### Task details
Which lines below mention "InMemoryAppointmentStore"? Pick each one out.

Stored items
--

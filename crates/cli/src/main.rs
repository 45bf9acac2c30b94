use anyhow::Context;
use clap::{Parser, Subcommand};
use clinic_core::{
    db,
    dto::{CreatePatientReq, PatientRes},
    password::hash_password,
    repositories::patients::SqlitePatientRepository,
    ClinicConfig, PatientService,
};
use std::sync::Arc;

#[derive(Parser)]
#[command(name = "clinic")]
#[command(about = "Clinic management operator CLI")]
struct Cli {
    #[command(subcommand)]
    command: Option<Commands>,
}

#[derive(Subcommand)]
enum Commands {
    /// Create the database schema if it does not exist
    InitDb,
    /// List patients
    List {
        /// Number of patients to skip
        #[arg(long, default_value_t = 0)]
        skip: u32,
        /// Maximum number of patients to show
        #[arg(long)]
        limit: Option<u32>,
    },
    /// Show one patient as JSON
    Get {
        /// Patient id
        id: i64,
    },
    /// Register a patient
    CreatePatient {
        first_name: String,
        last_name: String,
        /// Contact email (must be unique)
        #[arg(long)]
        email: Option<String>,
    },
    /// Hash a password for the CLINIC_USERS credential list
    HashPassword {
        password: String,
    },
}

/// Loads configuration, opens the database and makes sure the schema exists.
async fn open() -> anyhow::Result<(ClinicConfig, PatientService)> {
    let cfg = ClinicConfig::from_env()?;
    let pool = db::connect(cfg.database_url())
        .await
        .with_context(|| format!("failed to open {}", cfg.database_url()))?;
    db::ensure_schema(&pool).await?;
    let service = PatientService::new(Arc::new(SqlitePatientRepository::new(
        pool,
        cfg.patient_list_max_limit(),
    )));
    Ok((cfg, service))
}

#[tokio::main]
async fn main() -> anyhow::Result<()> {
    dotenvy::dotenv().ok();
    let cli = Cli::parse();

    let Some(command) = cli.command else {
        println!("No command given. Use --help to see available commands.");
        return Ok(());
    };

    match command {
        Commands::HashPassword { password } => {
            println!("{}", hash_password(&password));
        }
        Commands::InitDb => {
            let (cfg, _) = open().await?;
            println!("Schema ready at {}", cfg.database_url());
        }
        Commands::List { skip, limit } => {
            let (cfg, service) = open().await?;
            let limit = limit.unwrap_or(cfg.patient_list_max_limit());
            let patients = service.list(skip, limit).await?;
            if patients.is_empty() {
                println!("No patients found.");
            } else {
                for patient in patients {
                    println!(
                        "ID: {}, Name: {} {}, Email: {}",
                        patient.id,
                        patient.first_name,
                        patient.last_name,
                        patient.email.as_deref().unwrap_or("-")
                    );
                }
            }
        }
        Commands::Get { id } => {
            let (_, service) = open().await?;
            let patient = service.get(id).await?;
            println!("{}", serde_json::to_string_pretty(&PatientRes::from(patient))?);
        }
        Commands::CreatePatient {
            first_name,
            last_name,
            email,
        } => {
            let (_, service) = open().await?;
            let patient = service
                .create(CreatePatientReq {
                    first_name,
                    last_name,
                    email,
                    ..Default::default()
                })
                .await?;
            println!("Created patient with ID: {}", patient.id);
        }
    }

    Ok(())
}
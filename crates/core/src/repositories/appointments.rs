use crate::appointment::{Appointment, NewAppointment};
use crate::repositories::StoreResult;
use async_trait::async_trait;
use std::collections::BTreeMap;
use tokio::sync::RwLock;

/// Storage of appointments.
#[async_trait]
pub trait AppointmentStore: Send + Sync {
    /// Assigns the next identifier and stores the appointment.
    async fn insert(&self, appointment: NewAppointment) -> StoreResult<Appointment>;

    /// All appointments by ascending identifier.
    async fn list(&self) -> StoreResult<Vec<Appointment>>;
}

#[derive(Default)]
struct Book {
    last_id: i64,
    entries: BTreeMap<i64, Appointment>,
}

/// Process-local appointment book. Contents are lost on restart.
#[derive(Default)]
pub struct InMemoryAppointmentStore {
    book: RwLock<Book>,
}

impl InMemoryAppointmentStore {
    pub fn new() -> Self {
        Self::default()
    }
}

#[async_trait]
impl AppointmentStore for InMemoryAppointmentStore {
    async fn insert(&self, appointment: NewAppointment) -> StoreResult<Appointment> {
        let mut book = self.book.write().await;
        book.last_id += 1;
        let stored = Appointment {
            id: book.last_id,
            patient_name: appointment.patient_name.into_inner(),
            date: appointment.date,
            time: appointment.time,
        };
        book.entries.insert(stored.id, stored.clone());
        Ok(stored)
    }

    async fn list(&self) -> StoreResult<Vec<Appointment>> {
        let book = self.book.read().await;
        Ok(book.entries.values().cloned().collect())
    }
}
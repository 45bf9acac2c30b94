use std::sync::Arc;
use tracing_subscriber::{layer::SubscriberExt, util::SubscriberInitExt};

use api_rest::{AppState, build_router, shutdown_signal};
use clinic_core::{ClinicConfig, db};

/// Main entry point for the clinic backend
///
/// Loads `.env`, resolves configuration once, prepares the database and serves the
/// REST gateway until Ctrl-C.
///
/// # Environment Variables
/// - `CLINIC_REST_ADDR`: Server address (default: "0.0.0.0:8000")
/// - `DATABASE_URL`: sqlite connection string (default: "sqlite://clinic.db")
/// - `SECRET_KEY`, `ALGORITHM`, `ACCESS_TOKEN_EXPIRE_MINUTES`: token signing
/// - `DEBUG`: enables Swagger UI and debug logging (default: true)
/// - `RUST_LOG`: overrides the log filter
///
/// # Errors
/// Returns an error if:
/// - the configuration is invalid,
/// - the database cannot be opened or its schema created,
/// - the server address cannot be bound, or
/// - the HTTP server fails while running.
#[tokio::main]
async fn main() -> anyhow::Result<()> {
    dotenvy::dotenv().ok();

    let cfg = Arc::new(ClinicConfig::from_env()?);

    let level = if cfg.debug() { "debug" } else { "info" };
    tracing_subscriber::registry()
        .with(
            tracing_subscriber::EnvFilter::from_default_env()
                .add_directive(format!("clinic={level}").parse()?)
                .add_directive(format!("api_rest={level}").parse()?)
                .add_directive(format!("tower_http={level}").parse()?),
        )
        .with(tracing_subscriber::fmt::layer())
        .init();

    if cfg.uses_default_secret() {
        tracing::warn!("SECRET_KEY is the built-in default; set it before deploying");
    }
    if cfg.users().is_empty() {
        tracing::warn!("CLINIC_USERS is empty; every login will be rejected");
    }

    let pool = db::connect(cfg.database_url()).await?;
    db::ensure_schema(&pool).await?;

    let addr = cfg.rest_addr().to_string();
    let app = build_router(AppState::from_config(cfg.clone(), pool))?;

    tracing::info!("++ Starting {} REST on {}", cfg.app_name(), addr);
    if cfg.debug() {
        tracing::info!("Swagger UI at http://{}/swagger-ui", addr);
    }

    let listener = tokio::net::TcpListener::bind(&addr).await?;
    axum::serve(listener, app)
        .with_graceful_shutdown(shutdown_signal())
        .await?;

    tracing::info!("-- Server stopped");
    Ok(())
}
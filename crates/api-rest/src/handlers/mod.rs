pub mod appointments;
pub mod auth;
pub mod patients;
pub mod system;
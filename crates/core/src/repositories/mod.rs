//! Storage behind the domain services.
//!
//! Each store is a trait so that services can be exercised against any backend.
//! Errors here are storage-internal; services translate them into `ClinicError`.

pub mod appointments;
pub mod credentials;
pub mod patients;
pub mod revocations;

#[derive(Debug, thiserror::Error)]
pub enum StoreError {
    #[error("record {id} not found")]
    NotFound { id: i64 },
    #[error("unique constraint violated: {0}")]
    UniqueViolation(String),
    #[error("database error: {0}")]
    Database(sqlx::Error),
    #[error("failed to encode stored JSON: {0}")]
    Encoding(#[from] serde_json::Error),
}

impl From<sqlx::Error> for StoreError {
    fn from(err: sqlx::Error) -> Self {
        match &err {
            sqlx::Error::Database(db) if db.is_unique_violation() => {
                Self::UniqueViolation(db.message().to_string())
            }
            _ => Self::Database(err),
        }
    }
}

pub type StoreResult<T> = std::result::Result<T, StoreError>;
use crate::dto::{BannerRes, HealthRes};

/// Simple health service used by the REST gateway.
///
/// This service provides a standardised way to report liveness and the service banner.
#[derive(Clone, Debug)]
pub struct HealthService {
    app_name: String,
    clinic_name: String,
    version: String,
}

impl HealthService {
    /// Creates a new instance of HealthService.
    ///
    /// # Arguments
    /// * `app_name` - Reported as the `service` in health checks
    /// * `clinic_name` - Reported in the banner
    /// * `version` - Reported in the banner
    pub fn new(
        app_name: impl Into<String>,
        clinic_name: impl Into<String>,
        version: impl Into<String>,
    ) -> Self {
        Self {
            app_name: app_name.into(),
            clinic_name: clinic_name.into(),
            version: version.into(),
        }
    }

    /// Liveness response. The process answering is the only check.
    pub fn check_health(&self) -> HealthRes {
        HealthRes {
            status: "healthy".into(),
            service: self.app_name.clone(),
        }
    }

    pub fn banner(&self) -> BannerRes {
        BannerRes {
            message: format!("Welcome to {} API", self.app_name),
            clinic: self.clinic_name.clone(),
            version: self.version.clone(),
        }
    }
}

--

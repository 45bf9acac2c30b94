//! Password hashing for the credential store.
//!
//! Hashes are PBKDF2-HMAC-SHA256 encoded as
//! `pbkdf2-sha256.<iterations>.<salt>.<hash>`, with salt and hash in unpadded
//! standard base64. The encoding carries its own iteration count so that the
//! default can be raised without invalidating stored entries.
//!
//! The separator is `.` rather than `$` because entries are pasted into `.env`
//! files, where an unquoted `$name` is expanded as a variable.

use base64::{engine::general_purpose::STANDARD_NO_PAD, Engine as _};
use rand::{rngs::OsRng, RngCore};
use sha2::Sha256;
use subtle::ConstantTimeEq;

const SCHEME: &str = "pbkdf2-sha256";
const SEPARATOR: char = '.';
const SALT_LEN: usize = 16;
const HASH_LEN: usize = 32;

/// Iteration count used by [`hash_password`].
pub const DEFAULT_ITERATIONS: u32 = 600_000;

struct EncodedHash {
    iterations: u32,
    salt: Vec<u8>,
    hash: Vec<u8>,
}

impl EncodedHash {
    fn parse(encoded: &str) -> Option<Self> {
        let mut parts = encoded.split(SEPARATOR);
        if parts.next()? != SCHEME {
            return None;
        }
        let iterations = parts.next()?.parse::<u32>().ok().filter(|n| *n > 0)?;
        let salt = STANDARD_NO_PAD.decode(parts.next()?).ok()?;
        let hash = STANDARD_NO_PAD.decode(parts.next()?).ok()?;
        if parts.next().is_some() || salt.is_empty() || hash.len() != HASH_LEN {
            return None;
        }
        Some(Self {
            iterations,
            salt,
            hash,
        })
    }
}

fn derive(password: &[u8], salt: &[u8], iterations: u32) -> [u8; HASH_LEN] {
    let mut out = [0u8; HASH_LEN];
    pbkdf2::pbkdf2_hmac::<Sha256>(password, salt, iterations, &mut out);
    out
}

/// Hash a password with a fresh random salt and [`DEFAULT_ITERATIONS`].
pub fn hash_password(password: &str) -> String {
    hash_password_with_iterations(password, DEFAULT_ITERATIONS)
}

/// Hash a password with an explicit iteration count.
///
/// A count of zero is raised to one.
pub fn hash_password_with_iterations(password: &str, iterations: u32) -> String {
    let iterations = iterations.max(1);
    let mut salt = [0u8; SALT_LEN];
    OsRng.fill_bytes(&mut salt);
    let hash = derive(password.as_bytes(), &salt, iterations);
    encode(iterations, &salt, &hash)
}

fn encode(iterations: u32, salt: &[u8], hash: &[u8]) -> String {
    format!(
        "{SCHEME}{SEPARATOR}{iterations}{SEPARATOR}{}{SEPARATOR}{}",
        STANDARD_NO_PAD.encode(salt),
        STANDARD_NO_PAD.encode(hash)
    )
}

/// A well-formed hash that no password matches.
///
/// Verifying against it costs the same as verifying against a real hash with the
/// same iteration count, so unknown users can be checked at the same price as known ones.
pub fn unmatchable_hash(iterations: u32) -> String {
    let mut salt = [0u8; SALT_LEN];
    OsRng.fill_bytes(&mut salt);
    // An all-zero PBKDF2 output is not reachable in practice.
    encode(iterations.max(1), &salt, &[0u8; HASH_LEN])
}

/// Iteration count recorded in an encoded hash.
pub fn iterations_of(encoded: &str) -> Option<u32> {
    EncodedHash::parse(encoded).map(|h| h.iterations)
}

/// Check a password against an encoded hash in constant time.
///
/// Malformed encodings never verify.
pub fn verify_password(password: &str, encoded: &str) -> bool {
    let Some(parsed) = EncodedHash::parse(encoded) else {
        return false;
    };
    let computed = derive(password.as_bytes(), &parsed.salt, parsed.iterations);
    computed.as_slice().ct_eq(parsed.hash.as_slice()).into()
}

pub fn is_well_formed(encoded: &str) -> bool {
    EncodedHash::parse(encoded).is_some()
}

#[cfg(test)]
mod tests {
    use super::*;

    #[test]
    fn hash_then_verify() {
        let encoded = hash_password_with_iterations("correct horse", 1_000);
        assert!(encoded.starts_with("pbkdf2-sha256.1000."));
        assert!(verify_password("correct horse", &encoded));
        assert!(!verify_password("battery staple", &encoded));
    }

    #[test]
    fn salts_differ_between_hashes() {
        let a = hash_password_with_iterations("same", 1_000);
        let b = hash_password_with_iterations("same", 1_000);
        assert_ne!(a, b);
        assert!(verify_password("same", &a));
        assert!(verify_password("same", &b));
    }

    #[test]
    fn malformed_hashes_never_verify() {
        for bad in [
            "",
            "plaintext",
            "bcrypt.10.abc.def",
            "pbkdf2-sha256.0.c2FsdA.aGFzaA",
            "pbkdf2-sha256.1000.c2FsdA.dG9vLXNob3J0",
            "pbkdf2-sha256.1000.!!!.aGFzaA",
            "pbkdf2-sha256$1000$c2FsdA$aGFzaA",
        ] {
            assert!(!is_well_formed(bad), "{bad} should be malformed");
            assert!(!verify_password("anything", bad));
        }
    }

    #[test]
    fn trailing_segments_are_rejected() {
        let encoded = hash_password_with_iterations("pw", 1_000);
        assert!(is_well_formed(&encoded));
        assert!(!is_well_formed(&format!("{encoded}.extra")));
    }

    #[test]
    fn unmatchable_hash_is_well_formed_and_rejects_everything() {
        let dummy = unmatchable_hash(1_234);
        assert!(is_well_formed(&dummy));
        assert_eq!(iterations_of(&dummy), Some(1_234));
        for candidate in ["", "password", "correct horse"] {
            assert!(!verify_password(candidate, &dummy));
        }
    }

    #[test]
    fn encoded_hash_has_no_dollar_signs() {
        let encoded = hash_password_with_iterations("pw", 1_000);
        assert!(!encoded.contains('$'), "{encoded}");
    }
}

--

### Exercise answer
pub struct InMemoryAppointmentStore {
impl InMemoryAppointmentStore {
impl AppointmentStore for InMemoryAppointmentStore {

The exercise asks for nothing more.